Les zones en rouge montrent le nombre d’Etats membres soumis à une procédure de déficit excessif. Les zones en bleu, vert ou jaune, le nombre de pays dont le déficit n’est pas considéré comme excessif, mais qui à des degrés divers sont considérés à risque et soumis à des mesures préventives. En hachuré, les pays qui en outre ne respectent pas la règle de réduction du taux d’endettement vers la limite de 60%.
Mais à deux reprises, à la suite de la récession de 2004/05 et de la grande dépression de 2009/10, les crises ont conduit à des dépassements significatifs des limites fixées par le Traité. Cela a donné lieu à des conflits sur l’interprétation de ces dépassements : résultaient-ils uniquement de la mauvaise conjoncture ou étaient-ils également la conséquence de décisions budgétaires, antérieures à la crise, incompatibles dans le moyen terme avec le Traité ?
Pour résoudre les conflits d’interprétation entre pays, évidemment politiques puisque l’on touche aux budgets nationaux, l’inclinaison de la Commission européenne et du Conseil des ministres de finances a été de développer et d’inscrire dans les textes note4 des techniques de plus en plus sophistiquées ayant pour ambition d’isoler l’impact de la conjoncture sur le solde budgétaire de celui des décisions politiques qui affectent le solde durablement. Cette approche est censée permettre de tenir compte de la situation conjoncturelle lorsqu’il s’agit d’évaluer la rapidité avec laquelle un pays réduit un déficit supérieur à 3% ou un niveau d’endettement supérieur à 60% du PIB. Elle oriente aussi les politiques budgétaires nationales de façon préventive même lorsque le déficit budgétaire reste en deçà de la limite des 3%.
Le PIB potentiel, son écart avec la production constatée et le solde structurel, variables clé du dispositif de mise en oeuvre du Pacte
2.1 Le PIB potentiel, une variable clé, mais non observable
La technique qui s’est imposée pour isoler le solde budgétaire lié à la conjoncture de celui dû à des décisions politiques repose sur l’hypothèse que la production dans une économie, mesurée par le PIB, fluctue autour d’un potentiel. Ce PIB potentiel représente donc le PIB qui serait atteint quand la conjoncture économique est normale.
L’écart entre la production constatée (le PIB mesuré) et le PIB potentiel permettrait alors de déterminer la partie du solde budgétaire due à la conjoncture, l’autre partie, le solde dit structurel, étant contrôlable par les autorités budgétaires.
Dans la publication de la Direction Générale Affaires économiques et financières (DG ECFIN) de la Commission européenne qui décrit les calculs sous-jacents à la mise en oeuvre du Pacte de Stabilité, le PIB potentiel est assimilé à la capacité de production physique. Voici comment il est est décrit (P. 5).
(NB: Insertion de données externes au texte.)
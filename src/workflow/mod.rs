pub mod challenge_flow;
pub mod session_ctx;

pub use challenge_flow::{ChallengeStateMachine, Effect};
pub use session_ctx::SessionCtx;
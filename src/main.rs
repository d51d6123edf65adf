use anyhow::{Context, Result};
use speed_challenge::utils::logging;
use speed_challenge::{App, Config};

#[tokio::main]
async fn main() -> Result<()> {
    // 加载配置
    let config = Config::from_env();

    // 初始化日志
    logging::init(config.verbose_logging);

    // 初始化并运行应用
    App::initialize(config)
        .await
        .context("初始化失败")?
        .run()
        .await?;

    Ok(())
}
- À court terme, la capacité de production physique d'une économie peut être considérée comme quasi fixe et sa comparaison avec l'évolution de la production effective/réelle (c'est-à-dire dans l'analyse de l'écart de production) montre de combien la demande totale peut se développer pendant cette courte période sans provoquer de contraintes d'offre et de pressions inflationnistes.
- À moyen terme, l'expansion de la demande intérieure, lorsqu'elle est soutenue par une forte reprise de l'investissement productif, peut générer de manière endogène la capacité de production nécessaire à son propre soutien. Cette dernière a d'autant plus de chances de se produire que la rentabilité est élevée et qu'elle est soutenue par une évolution adéquate des salaires par rapport à la productivité du travail.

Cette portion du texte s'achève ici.